Personal information
- Date of birth: 8 June 2000 (age 25)
- Place of birth: Dunaújváros, Hungary
- Height: 1.71 m (5 ft 7 in)
- Position: Forward

Team information
- Current team: Soroksár
- Number: 8

Youth career
- 2004–2008: Baracs SE
- 2008–2011: DVSI
- 2011: → Vidi (loan)
- 2011–2014: MTK
- 2014–2016: Dunaújváros

Senior career*
- Years: Team / Apps / (Gls)
- 2016–2018: Dunaújváros / 48 / (25)
- 2018–2020: Fortuna Sittard / 2 / (0)
- 2020: → Győri ETO (loan) / 0 / (0)
- 2020–2023: Szeged-Csanád / 73 / (3)
- 2023–: Soroksár / 40 / (2)

International career
- 2016: Hungary U17 / 2 / (2)

= Áron Dobos =

Hungarian footballer

Áron Dobos (born 8 June 2000) is a Hungarian professional footballer. He plays as a forward for Soroksár.

==Club career==
Dobos began his senior footballing career with his local club Dunaújváros in the Hungarian Nemzeti Bajnokság III. After scoring 25 goals in 48 games, Dobos transferred to Fortuna Sittard in the Netherlands on 4 July 2018. Dobos made his professional debut with Fortuna Sittard in a 5–1 Eredivisie loss to De Graafschap on 20 January 2019.

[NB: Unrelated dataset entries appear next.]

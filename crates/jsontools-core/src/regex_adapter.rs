//! Regex engine adapter.
//!
//! Wraps [`regex::bytes::Regex`] so the rest of this crate only depends on
//! two operations: "does this whole string match" and "replace the whole
//! string". Patterns are anchored to whole-string match by default, and are
//! compiled once per builder/operation invocation and reused across every
//! node visited during that run.

use crate::error::PatternError;
use regex::bytes::Regex;

/// A compiled, whole-string-anchored pattern.
///
/// Replacement is always the literal replacement string passed at
/// construction — this crate does not expand `\1`..`\9` or `\&`
/// backreferences (documented limitation, not an oversight).
#[derive(Debug, Clone)]
pub struct CompiledPattern {
    regex: Regex,
}

impl CompiledPattern {
    /// Compile `pattern`, anchoring it to match the whole input string.
    ///
    /// A pattern that already anchors itself with `^`/`$` is unaffected —
    /// wrapping in `^(?:...)$` is idempotent for an already-anchored inner
    /// pattern.
    pub fn compile(pattern: &str) -> Result<Self, PatternError> {
        let anchored = format!("^(?:{pattern})$");
        let regex = Regex::new(&anchored).map_err(|e| PatternError {
            pattern: pattern.to_string(),
            reason: e.to_string(),
        })?;
        Ok(Self { regex })
    }

    /// Whether `text` matches the whole pattern.
    pub fn is_match(&self, text: &str) -> bool {
        self.regex.is_match(text.as_bytes())
    }
}
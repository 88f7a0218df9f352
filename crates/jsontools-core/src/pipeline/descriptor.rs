//! Queued pipeline operations.
//!
//! A descriptor list preserves queue order: two `replace_keys` calls with
//! different patterns are both kept, each with its own compiled pattern, and
//! both run — in the order they were queued — during the key-rewrite phase
//! of every node.

use crate::regex_adapter::CompiledPattern;

/// One queued operation, carrying its own compiled state.
#[derive(Debug, Clone)]
pub enum Descriptor {
    RemoveNulls,
    RemoveEmptyStrings,
    ReplaceKeys {
        pattern: CompiledPattern,
        replacement: String,
    },
    ReplaceValues {
        pattern: CompiledPattern,
        replacement: String,
    },
}
//! The fused pipeline: queue operations once (`descriptor`), check their
//! presence per node in O(1) (`mask`), run them all in one traversal
//! (`traversal`), and drive it all through a small state machine
//! (`builder`).

mod builder;
mod descriptor;
mod mask;
mod traversal;

pub use builder::JsonToolsBuilder;
// SPDX-FileCopyrightText: Copyright © 2020-2025 Serpent OS Developers
//
// SPDX-License-Identifier: MPL-2.0

use std::path::{Path, PathBuf};

use path_clean::PathClean;
use serde::Deserialize;

/// Name used for config files and the user config directory
pub const PROGRAM: &str = "filewalker";

pub const DEFAULT_HEADERS: &str = "include";
pub const DEFAULT_SOURCES: &str = "src";
pub const DEFAULT_OUTPUT: &str = "file_walker.cmake";
pub const DEFAULT_HEADER_EXTENSION: &str = "hpp";
pub const DEFAULT_SOURCE_EXTENSION: &str = "cpp";

/// Everything a manifest or stub run needs to know
#[derive(Debug, Clone, PartialEq, Eq)]
pub struct Config {
    pub headers_root: PathBuf,
    pub sources_root: PathBuf,
    pub output_path: PathBuf,
    /// Without leading dot
    pub header_extension: String,
    /// Without leading dot
    pub source_extension: String,
    /// When set, manifest entries are relative to this directory rather than
    /// to their walk root
    pub manifest_base: Option<PathBuf>,
}

impl Config {
    pub fn new(
        headers_root: impl Into<PathBuf>,
        sources_root: impl Into<PathBuf>,
        output_path: impl Into<PathBuf>,
    ) -> Self {
        Self {
            headers_root: headers_root.into(),
            sources_root: sources_root.into(),
            output_path: output_path.into(),
            header_extension: DEFAULT_HEADER_EXTENSION.to_owned(),
            source_extension: DEFAULT_SOURCE_EXTENSION.to_owned(),
            manifest_base: None,
        }
    }

    pub fn with_extensions(self, header: &str, source: &str) -> Self {
        Self {
            header_extension: normalize_extension(header),
            source_extension: normalize_extension(source),
            ..self
        }
    }

    pub fn with_manifest_base(self, base: impl Into<PathBuf>) -> Self {
        Self {
            manifest_base: Some(base.into()),
            ..self
        }
    }

    /// Build a config from `overrides`, filling gaps with defaults.
    /// Relative paths are resolved against `project_dir`.
    pub fn resolve(project_dir: &Path, overrides: Overrides) -> Self {
        let Overrides {
            headers,
            sources,
            output,
            header_extension,
            source_extension,
            relative_to,
        } = overrides;

        let resolve = |path: PathBuf| project_dir.join(path).clean();

        Self {
            headers_root: resolve(headers.unwrap_or_else(|| DEFAULT_HEADERS.into())),
            sources_root: resolve(sources.unwrap_or_else(|| DEFAULT_SOURCES.into())),
            output_path: resolve(output.unwrap_or_else(|| DEFAULT_OUTPUT.into())),
            header_extension: normalize_extension(header_extension.as_deref().unwrap_or(DEFAULT_HEADER_EXTENSION)),
            source_extension: normalize_extension(source_extension.as_deref().unwrap_or(DEFAULT_SOURCE_EXTENSION)),
            manifest_base: relative_to.map(resolve),
        }
    }
}

/// One layer of optional settings, from a config file or the command line
#[derive(Debug, Clone, Default, PartialEq, Eq, Deserialize)]
#[serde(rename_all = "kebab-case", deny_unknown_fields)]
pub struct Overrides {
    pub headers: Option<PathBuf>,
    pub sources: Option<PathBuf>,
    pub output: Option<PathBuf>,
    pub header_extension: Option<String>,
    pub source_extension: Option<String>,
    pub relative_to: Option<PathBuf>,
}

impl Overrides {
    /// Field-wise merge where `other` wins
    pub fn merge(self, other: Self) -> Self {
        Self {
            headers: other.headers.or(self.headers),
            sources: other.sources.or(self.sources),
            output: other.output.or(self.output),
            header_extension: other.header_extension.or(self.header_extension),
            source_extension: other.source_extension.or(self.source_extension),
            relative_to: other.relative_to.or(self.relative_to),
        }
    }
}

/// Load config file layers for `project_dir`
///
/// With an `explicit` file only that file is read (and must exist),
/// otherwise the user file then the project file, both optional.
pub fn load_layers(project_dir: &Path, explicit: Option<&Path>) -> Result<Overrides, ::config::Error> {
    let layers: Vec<Overrides> = match explicit {
        Some(path) => vec![::config::load(&project_dir.join(path))?],
        None => ::config::load_layers(
            ::config::user_path(PROGRAM)
                .into_iter()
                .chain([::config::project_path(project_dir, PROGRAM)]),
        )?,
    };

    Ok(layers.into_iter().fold(Overrides::default(), Overrides::merge))
}

/// `.hpp` and `hpp` are the same extension
pub fn normalize_extension(extension: &str) -> String {
    extension.trim_start_matches('.').to_owned()
}

#[cfg(test)]
mod tests {
    use fs_err as fs;
    use tempfile::TempDir;

    use super::*;

    #[test]
    fn test_resolve_defaults() {
        let config = Config::resolve(Path::new("/project"), Overrides::default());

        assert_eq!(
            config,
            Config::new("/project/include", "/project/src", "/project/file_walker.cmake")
        );
    }

    #[test]
    fn test_resolve_cleans_paths() {
        let overrides = Overrides {
            headers: Some("../include".into()),
            sources: Some("./code/src".into()),
            output: Some("/abs/out.cmake".into()),
            relative_to: Some(".".into()),
            ..Default::default()
        };

        let config = Config::resolve(Path::new("/project/ci"), overrides);

        assert_eq!(config.headers_root, Path::new("/project/include"));
        assert_eq!(config.sources_root, Path::new("/project/ci/code/src"));
        assert_eq!(config.output_path, Path::new("/abs/out.cmake"));
        assert_eq!(config.manifest_base.as_deref(), Some(Path::new("/project/ci")));
    }

    #[test]
    fn test_extensions_are_normalized() {
        let config = Config::new("i", "s", "o").with_extensions(".h", "cc");

        assert_eq!(config.header_extension, "h");
        assert_eq!(config.source_extension, "cc");

        let overrides = Overrides {
            header_extension: Some(".hh".to_owned()),
            ..Default::default()
        };
        assert_eq!(Config::resolve(Path::new("/"), overrides).header_extension, "hh");
    }

    #[test]
    fn test_merge_later_wins() {
        let base = Overrides {
            headers: Some("a".into()),
            sources: Some("b".into()),
            ..Default::default()
        };
        let top = Overrides {
            sources: Some("c".into()),
            ..Default::default()
        };

        let merged = base.merge(top);

        assert_eq!(merged.headers, Some("a".into()));
        assert_eq!(merged.sources, Some("c".into()));
    }

    #[test]
    fn test_load_project_layer() {
        let temp = TempDir::new().unwrap();
        fs::write(
            temp.path().join("filewalker.yaml"),
            "headers: inc\nsource-extension: .cc\nrelative-to: .\n",
        )
        .unwrap();

        let overrides = load_layers(temp.path(), None).unwrap();

        assert_eq!(overrides.headers, Some("inc".into()));
        assert_eq!(overrides.source_extension, Some(".cc".to_owned()));
        assert_eq!(overrides.relative_to, Some(".".into()));
    }

    #[test]
    fn test_explicit_layer_must_exist() {
        let temp = TempDir::new().unwrap();

        assert!(load_layers(temp.path(), Some(Path::new("custom.yaml"))).is_err());

        fs::write(temp.path().join("custom.yaml"), "output: out.cmake\n").unwrap();
        let overrides = load_layers(temp.path(), Some(Path::new("custom.yaml"))).unwrap();
        assert_eq!(overrides.output, Some("out.cmake".into()));
    }

    #[test]
    fn test_unknown_keys_are_rejected() {
        let temp = TempDir::new().unwrap();
        fs::write(temp.path().join("filewalker.yaml"), "header: typo\n").unwrap();

        assert!(load_layers(temp.path(), None).is_err());
    }
}
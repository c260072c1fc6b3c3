// SPDX-FileCopyrightText: Copyright © 2020-2025 Serpent OS Developers
//
// SPDX-License-Identifier: MPL-2.0

//! Stub sources for headers without an implementation

use std::{
    io::{self, Write},
    path::{Path, PathBuf},
};

use fs_err as fs;
use thiserror::Error;
use tracing::{debug, info, warn};

use crate::{Config, path, walk};

/// What a synthesis run did
#[derive(Debug, Clone, Default, PartialEq, Eq)]
pub struct Report {
    /// Stubs written by this run
    pub created: Vec<PathBuf>,
    /// Targets left alone because a file was already there
    pub skipped: Vec<PathBuf>,
}

/// Contents of the stub for a header referenced as `reference`
pub fn contents(reference: &str) -> String {
    format!("#include \"{reference}\"\n")
}

/// Create a stub under `config.sources_root` for every header that lacks one
///
/// Existing files are never overwritten, so re-running is safe once a
/// header has gained a real implementation.
#[tracing::instrument(
    skip_all,
    fields(headers = %config.headers_root.display(), sources = %config.sources_root.display())
)]
pub fn synthesize(config: &Config) -> Result<Report, Error> {
    let mut report = Report::default();

    for header in walk::files(&config.headers_root, &config.header_extension)? {
        let relative = path::Relative::new(&config.headers_root, &header)?;

        let dir = relative
            .ensure_mirrored_dir(&config.sources_root)
            .map_err(|source| Error::CreateDir {
                path: relative.mirrored_dir(&config.sources_root),
                source,
            })?;
        let target = dir.join(path::swap_extension(
            relative.file_name(),
            &config.header_extension,
            &config.source_extension,
        ));

        if create(&target, &relative.include_reference())? {
            info!(stub = %target.display(), header = %header.path().display(), "Created stub");
            report.created.push(target);
        } else {
            debug!(stub = %target.display(), "Stub target exists, skipping");
            report.skipped.push(target);
        }
    }

    Ok(report)
}

/// Returns `false` if `target` already existed
fn create(target: &Path, reference: &str) -> Result<bool, Error> {
    write_new(target, |file| file.write_all(contents(reference).as_bytes()))
}

/// Exclusively create `target` and fill it with `write`
///
/// A partially written file is removed again, so a failed run never leaves
/// behind a stub that later runs would skip.
fn write_new(target: &Path, write: impl FnOnce(&mut fs::File) -> io::Result<()>) -> Result<bool, Error> {
    let file = fs::OpenOptions::new().write(true).create_new(true).open(target);

    let mut file = match file {
        Ok(file) => file,
        Err(e) if e.kind() == io::ErrorKind::AlreadyExists => return Ok(false),
        Err(source) => {
            return Err(Error::Write {
                path: target.to_owned(),
                source,
            });
        }
    };

    if let Err(source) = write(&mut file) {
        drop(file);
        if let Err(e) = fs::remove_file(target) {
            warn!(error = %e, "Failed to remove incomplete stub");
        }
        return Err(Error::Write {
            path: target.to_owned(),
            source,
        });
    }

    Ok(true)
}

#[derive(Debug, Error)]
pub enum Error {
    #[error("walk")]
    Walk(#[from] walk::Error),
    #[error("map path")]
    Path(#[from] path::Error),
    #[error("creating directory {path:?}")]
    CreateDir { path: PathBuf, source: io::Error },
    #[error("writing stub {path:?}")]
    Write { path: PathBuf, source: io::Error },
}
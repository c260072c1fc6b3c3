// SPDX-FileCopyrightText: Copyright © 2020-2025 Serpent OS Developers
//
// SPDX-License-Identifier: MPL-2.0

use std::error::Error;

use crossterm::style::Stylize;
use tracing::error;

mod cli;

/// Main entry point
fn main() {
    if let Err(err) = cli::process() {
        report_error(&err);
        std::process::exit(1);
    }
}

/// Display a formatted error message and log the details
fn report_error(err: &cli::Error) {
    let chain = collect_sources(err);
    let message = chain.join(": ");
    error!(?message, "Command execution failed");
    eprintln!("{}: {message}", "Error".red());
}

/// Recursively gather error sources into a string list
fn collect_sources(err: &cli::Error) -> Vec<String> {
    let mut result = vec![err.to_string()];
    let mut source = err.source();
    while let Some(next) = source {
        result.push(next.to_string());
        source = next.source();
    }
    result
}
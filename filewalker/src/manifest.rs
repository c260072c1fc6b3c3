// SPDX-FileCopyrightText: Copyright © 2020-2025 Serpent OS Developers
//
// SPDX-License-Identifier: MPL-2.0

//! CMake fragment listing every source and header file
//!
//! ```text
//! set(SOURCES
//!     a.cpp
//!     x/b.cpp
//! )
//! set(HEADERS
//!     a.hpp
//! )
//! ```

use std::{
    fmt, io,
    path::{Path, PathBuf},
};

use fs_err as fs;
use strum::{Display, EnumIter, IntoEnumIterator};
use thiserror::Error;
use tracing::{debug, info};

use crate::{Config, path, walk};

const INDENT: &str = "    ";

/// Named group of entries in the fragment
#[derive(Debug, Clone, Copy, PartialEq, Eq, Display, EnumIter)]
#[strum(serialize_all = "UPPERCASE")]
pub enum Group {
    Sources,
    Headers,
}

#[derive(Debug, Clone, PartialEq, Eq)]
pub struct Manifest {
    sources: Vec<String>,
    headers: Vec<String>,
}

impl Manifest {
    /// Walk both roots of `config` and collect their entries in walk order
    pub fn collect(config: &Config) -> Result<Self, Error> {
        let sources = entries(&config.sources_root, &config.source_extension, config.manifest_base.as_deref())?;
        let headers = entries(&config.headers_root, &config.header_extension, config.manifest_base.as_deref())?;

        Ok(Self { sources, headers })
    }

    pub fn entries(&self, group: Group) -> &[String] {
        match group {
            Group::Sources => &self.sources,
            Group::Headers => &self.headers,
        }
    }
}

impl fmt::Display for Manifest {
    fn fmt(&self, f: &mut fmt::Formatter<'_>) -> fmt::Result {
        for group in Group::iter() {
            writeln!(f, "set({group}")?;
            for entry in self.entries(group) {
                writeln!(f, "{INDENT}{entry}")?;
            }
            writeln!(f, ")")?;
        }
        Ok(())
    }
}

fn entries(root: &Path, extension: &str, base: Option<&Path>) -> Result<Vec<String>, Error> {
    let anchor = base.unwrap_or(root);

    walk::files(root, extension)?
        .iter()
        .map(|file| -> Result<String, Error> {
            let entry = path::Relative::new(anchor, file)?.entry();
            debug!(%entry, "Listing");
            Ok(entry)
        })
        .collect()
}

/// Render the fragment for `config` without touching the output file
pub fn generate(config: &Config) -> Result<String, Error> {
    Ok(Manifest::collect(config)?.to_string())
}

/// Render the fragment and overwrite `config.output_path` with it
///
/// The parent of the output path must already exist.
#[tracing::instrument(skip_all, fields(output = %config.output_path.display()))]
pub fn write(config: &Config) -> Result<(), Error> {
    let contents = generate(config)?;

    fs::write(&config.output_path, contents).map_err(|source| Error::Write {
        path: config.output_path.clone(),
        source,
    })?;

    info!("Manifest written");

    Ok(())
}

/// Compare the fragment for `config` against the existing output file
#[tracing::instrument(skip_all, fields(output = %config.output_path.display()))]
pub fn verify(config: &Config) -> Result<Verification, Error> {
    let expected = generate(config)?;

    let existing = match fs::read_to_string(&config.output_path) {
        Ok(existing) => existing,
        Err(e) if e.kind() == io::ErrorKind::NotFound => return Ok(Verification::Missing),
        Err(source) => {
            return Err(Error::Read {
                path: config.output_path.clone(),
                source,
            });
        }
    };

    let verification = if existing == expected {
        Verification::Match
    } else {
        Verification::Mismatch
    };

    debug!(?verification, "Manifest verified");

    Ok(verification)
}

/// Outcome of [`verify`]
#[derive(Debug, Clone, Copy, PartialEq, Eq)]
pub enum Verification {
    /// Output file is up to date
    Match,
    /// Output file differs from what would be generated
    Mismatch,
    /// Output file doesn't exist
    Missing,
}

#[derive(Debug, Error)]
pub enum Error {
    #[error("walk")]
    Walk(#[from] walk::Error),
    #[error("map path")]
    Path(#[from] path::Error),
    #[error("writing manifest {path:?}")]
    Write { path: PathBuf, source: io::Error },
    #[error("reading manifest {path:?}")]
    Read { path: PathBuf, source: io::Error },
}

On 7 March 2023, Dobos signed with Soroksár as a free agent.

==International career==
Dobos is a youth international for Hungary. He represented the Hungary U17s in a two friendlies against the Wales U17s in 2016, scoring twice.

==Personal life==
Dobos' father, Barna Dobos, is a Hungarian football manager.